Need an emergency vet? Go here:

Need a rabbit rescue? Find contacts here or contact us

This website is devoted to the care and well-being of all rabbits, and focuses on pet rabbits kept as indoor members of the family.

Last site update: Sun Jun 28 21:49:23 EDT 2020

Check out my book on pet rabbit care and socialization, and I'm always updating it. The book is copyright-protected but available for free, though I request a $1 donation for the bunnies and for my efforts. C'mon, what's a buck?

Outdoor Housing

Outdoor Housing


Successful Outdoor Housing

As no one in really knows that much about outdoor housing, we are going to allow our readers contribute their ideas until a decent article can be written. Remember, the average life span of an indoor rabbit is 8 to 12 years, and we've seen up to age 19.

We received this email from one of our readers who has been very successful in having rabbits outdoors. The life span of these rabbits is up to 4-6 years

My rabbits are personally housed underneath our one story addition. The addition is enclosed in lattice, so basically it's like the underneath of a deck, but with a solid roofing. When a rabbit lives outdoors they must be housed out of direct sunlight, wind, rain, and snow. Basically somehere outdoors that the elements will not reach them, i.e a shed, or under the dack, or addition, on the side of the house where the wind will not be or where the least sun is. Most all of our rabbits are in 2' X 3.5' hutches, with a wooden nesting area that is roughly 1/3 of the cage. The hutches have pull out trays that we put pine shavings in, so it soaks up the urine. The cages are cleaned every day, just as indoor bunnies homes arre. Since the bottom of the hutches is wire, except for the nesting part which is wood, we give them woven grass mats to rest their paws on. They can use it for a yummy snack too! We use metal food and water bowls that attach to the cage wire. Rabbits need water at all times, as you know, so in the winter, when the bowls freeze, luke warm water is needed for the bowls, this will make it so the water will take more time to get icy, and it warm up the bunny too! We feed Blue Seal Bunny 16, and we add a large can of oats per 25lbs of food, this gives them a little extra calories and meat on their bones in the winter.
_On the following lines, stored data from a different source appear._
//! 混合存储中介层
//!
//! 对调用方暴露一个逻辑存储，内部组合文档库（主）与关系库（二级）：
//!
//! - 写：两侧并发执行并全部完成后返回；任意一侧失败都会向调用方报错，成功的一侧不回滚
//! - 读：关系库优先，未命中或出错时回退文档库，命中后把记录回填到关系库
//! - 回填：失败只记录日志与计数，不影响读结果
//!
//! 两个存储之间没有跨库锁，同一记录的并发写入可能让两侧保留不同的最后写入者，
//! 直到下一次成功的写入或回填重新对齐。

use std::future::Future;
use std::sync::Arc;
use std::time::Duration;

use futures::future::join;
use loyalty_shared::config::{BackfillMode, StorageConfig};
use loyalty_shared::observability::metrics::{record_backfill, record_fallback_read};
use parking_lot::Mutex;
use serde_json::Value;
use tokio::task::JoinSet;
use tracing::{debug, instrument, warn};

use crate::error::{Result, StorageError};
use crate::models::{Collection, FieldFilter, QueryOperator, Record, derive_id};
use crate::stats::{SyncStats, SyncStatsSnapshot};
use crate::traits::{DocumentStore, RelationalStore};

/// 中介层行为参数
#[derive(Debug, Clone, Copy)]
pub struct MediatorOptions {
    pub backfill_mode: BackfillMode,
    /// 写操作默认截止时间
    pub write_timeout: Option<Duration>,
    pub default_limit: usize,
}

impl Default for MediatorOptions {
    fn default() -> Self {
        Self::from(&StorageConfig::default())
    }
}

impl From<&StorageConfig> for MediatorOptions {
    fn from(config: &StorageConfig) -> Self {
        Self {
            backfill_mode: config.backfill_mode,
            write_timeout: config.write_timeout_ms.map(Duration::from_millis),
            default_limit: config.default_limit,
        }
    }
}

/// 混合存储
pub struct HybridStorage<D, R>
where
    D: DocumentStore + 'static,
    R: RelationalStore + 'static,
{
    document: Arc<D>,
    relational: Arc<R>,
    options: MediatorOptions,
    stats: Arc<SyncStats>,
    backfills: Mutex<JoinSet<()>>,
}
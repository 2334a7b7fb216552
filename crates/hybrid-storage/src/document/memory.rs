//! 内存文档存储
//!
//! 使用 DashMap 实现，按集合分桶。由文档库适配器实例持有，不同实例之间互不共享数据。

use std::collections::BTreeMap;

use dashmap::DashMap;

use crate::models::{Collection, Record};

/// 内存文档存储
#[derive(Debug, Default)]
pub struct MemoryStore {
    collections: DashMap<Collection, DashMap<String, Record>>,
}

impl MemoryStore {
    pub fn new() -> Self {
        Self::default()
    }

    /// 插入或覆盖文档
    pub fn insert(&self, collection: Collection, id: &str, record: Record) {
        self.collections
            .entry(collection)
            .or_default()
            .insert(id.to_string(), record);
    }

    /// 获取文档的克隆，不持有锁
    pub fn get(&self, collection: Collection, id: &str) -> Option<Record> {
        let docs = self.collections.get(&collection)?;
        let doc = docs.get(id)?.value().clone();
        Some(doc)
    }

    /// 浅合并到已有文档，文档不存在时返回 false
    pub fn merge(&self, collection: Collection, id: &str, partial: &Record) -> bool {
        let Some(docs) = self.collections.get(&collection) else {
            return false;
        };
        let Some(mut doc) = docs.get_mut(id) else {
            return false;
        };
        doc.merge(partial);
        true
    }

    pub fn remove(&self, collection: Collection, id: &str) -> Option<Record> {
        let docs = self.collections.get(&collection)?;
        let (_, doc) = docs.remove(id)?;
        Some(doc)
    }

    /// 按标识排序后返回满足条件的前 `limit` 条
    pub fn list_by<F>(&self, collection: Collection, limit: usize, predicate: F) -> Vec<Record>
    where
        F: Fn(&Record) -> bool,
    {
        let Some(docs) = self.collections.get(&collection) else {
            return Vec::new();
        };
        let mut matched: Vec<(String, Record)> = docs
            .iter()
            .filter(|entry| predicate(entry.value()))
            .map(|entry| (entry.key().clone(), entry.value().clone()))
            .collect();
        matched.sort_by(|a, b| a.0.cmp(&b.0));
        matched.into_iter().take(limit).map(|(_, doc)| doc).collect()
    }

    pub fn clear(&self, collection: Collection) {
        self.collections.remove(&collection);
    }

    pub fn clear_all(&self) {
        self.collections.clear();
    }

    /// 各集合文档数
    pub fn counts(&self) -> BTreeMap<Collection, usize> {
        self.collections
            .iter()
            .map(|entry| (*entry.key(), entry.value().len()))
            .collect()
    }
}
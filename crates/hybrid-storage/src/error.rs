//! 混合存储错误类型
//!
//! 主路径（调用方直接发起的读写）上的失败总是向上传播；
//! 回填与迁移的失败按记录隔离，只记录日志与指标，不会出现在这里。

use thiserror::Error;

use crate::models::Collection;

/// 混合存储错误类型
#[derive(Debug, Error)]
pub enum StorageError {
    // === 记录 ===
    #[error("记录不存在: {collection}/{id}")]
    NotFound { collection: Collection, id: String },

    #[error("无效的记录: {0}")]
    InvalidRecord(String),

    #[error("未知集合: {0}")]
    UnknownCollection(String),

    #[error("不支持的查询运算符: {0}")]
    InvalidOperator(String),

    // === 存储 ===
    #[error("关系库错误: {0}")]
    Relational(#[from] sqlx::Error),

    #[error("文档库错误: {0}")]
    Document(String),

    #[error("JSON 序列化错误: {0}")]
    Serialization(#[from] serde_json::Error),

    /// 双写中至少一侧失败；成功的一侧不会回滚
    #[error(
        "双写失败: {operation} {collection}/{id} (document: {}, relational: {})",
        leg_summary(.document),
        leg_summary(.relational)
    )]
    DualWrite {
        operation: &'static str,
        collection: Collection,
        id: String,
        document: Option<Box<StorageError>>,
        relational: Option<Box<StorageError>>,
    },

    #[error("操作超时: {operation} 超过 {timeout_ms}ms")]
    DeadlineExceeded {
        operation: &'static str,
        timeout_ms: u64,
    },

    #[error("内部错误: {0}")]
    Internal(String),
}

/// 混合存储 Result 类型别名
pub type Result<T> = std::result::Result<T, StorageError>;

fn leg_summary(leg: &Option<Box<StorageError>>) -> String {
    match leg {
        Some(err) => err.to_string(),
        None => "ok".to_string(),
    }
}

impl From<redis::RedisError> for StorageError {
    fn from(err: redis::RedisError) -> Self {
        Self::Document(err.to_string())
    }
}

impl From<loyalty_shared::error::SharedError> for StorageError {
    fn from(err: loyalty_shared::error::SharedError) -> Self {
        use loyalty_shared::error::SharedError;
        match err {
            SharedError::Database(e) => Self::Relational(e),
            SharedError::Redis(e) => Self::Document(e.to_string()),
            other => Self::Internal(other.to_string()),
        }
    }
}

impl StorageError {
    /// 由两侧结果组合双写错误，两侧都成功时返回 None
    pub(crate) fn combine_legs(
        operation: &'static str,
        collection: Collection,
        id: &str,
        document: std::result::Result<(), StorageError>,
        relational: std::result::Result<(), StorageError>,
    ) -> Option<Self> {
        if document.is_ok() && relational.is_ok() {
            return None;
        }
        Some(Self::DualWrite {
            operation,
            collection,
            id: id.to_string(),
            document: document.err().map(Box::new),
            relational: relational.err().map(Box::new),
        })
    }

    /// 检查是否为可重试的错误
    pub fn is_retryable(&self) -> bool {
        match self {
            Self::Relational(_) | Self::Document(_) | Self::DeadlineExceeded { .. } => true,
            Self::DualWrite {
                document,
                relational,
                ..
            } => [document, relational]
                .into_iter()
                .flatten()
                .all(|e| e.is_retryable()),
            _ => false,
        }
    }

    /// 文档库一侧是否失败（双写时检查对应分支）
    pub fn document_failed(&self) -> bool {
        match self {
            Self::Document(_) => true,
            Self::DualWrite { document, .. } => document.is_some(),
            _ => false,
        }
    }

    /// 关系库一侧是否失败（双写时检查对应分支）
    pub fn relational_failed(&self) -> bool {
        match self {
            Self::Relational(_) => true,
            Self::DualWrite { relational, .. } => relational.is_some(),
            _ => false,
        }
    }

    /// 获取错误码（用于 API 响应）
    pub fn error_code(&self) -> &'static str {
        match self {
            Self::NotFound { .. } => "NOT_FOUND",
            Self::InvalidRecord(_) => "INVALID_RECORD",
            Self::UnknownCollection(_) => "UNKNOWN_COLLECTION",
            Self::InvalidOperator(_) => "INVALID_OPERATOR",
            Self::Relational(_) => "RELATIONAL_STORE_ERROR",
            Self::Document(_) => "DOCUMENT_STORE_ERROR",
            Self::Serialization(_) => "SERIALIZATION_ERROR",
            Self::DualWrite { .. } => "DUAL_WRITE_FAILED",
            Self::DeadlineExceeded { .. } => "DEADLINE_EXCEEDED",
            Self::Internal(_) => "INTERNAL_ERROR",
        }
    }
}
We feed our rabbits papaya complete tablets, papaya is good for helping them digest and hold on to the proteins they get from their food. This is not necessary by any means, but I like to go out of my way for my rabbits. Our bunnies have toys just like indoor bunnies, and they have a pen set up just for them to be able to play in. Some of our does are bonded, which we feel it is best to have a bonded pair of bunnies living together if outdoors, they tend to keep eachother warm, of course bonded bunnies must be spayed and neutered, we don't need any mistake litters! We also give our rabbits little blankets if we feel they will need them that winter.

Our addition where they are housed under is not only enclosed in lattice, but also a thick heavy plastic sheeting, since lattice has holes in it, in the winter we put this up to block out snow. Lattice brakes wind, but not snow! On days like this where the air is freezing.. the rabbits each get a whole chuck of hay to bury themselves in. Once the water bowls have a lot of ice in them, they need to be brought in and soaked in hot water to remove the ice. The water can not be hot!! Luke warm to warm only, hot water burns people toungues, imagine what it would do to a little bunny tongue!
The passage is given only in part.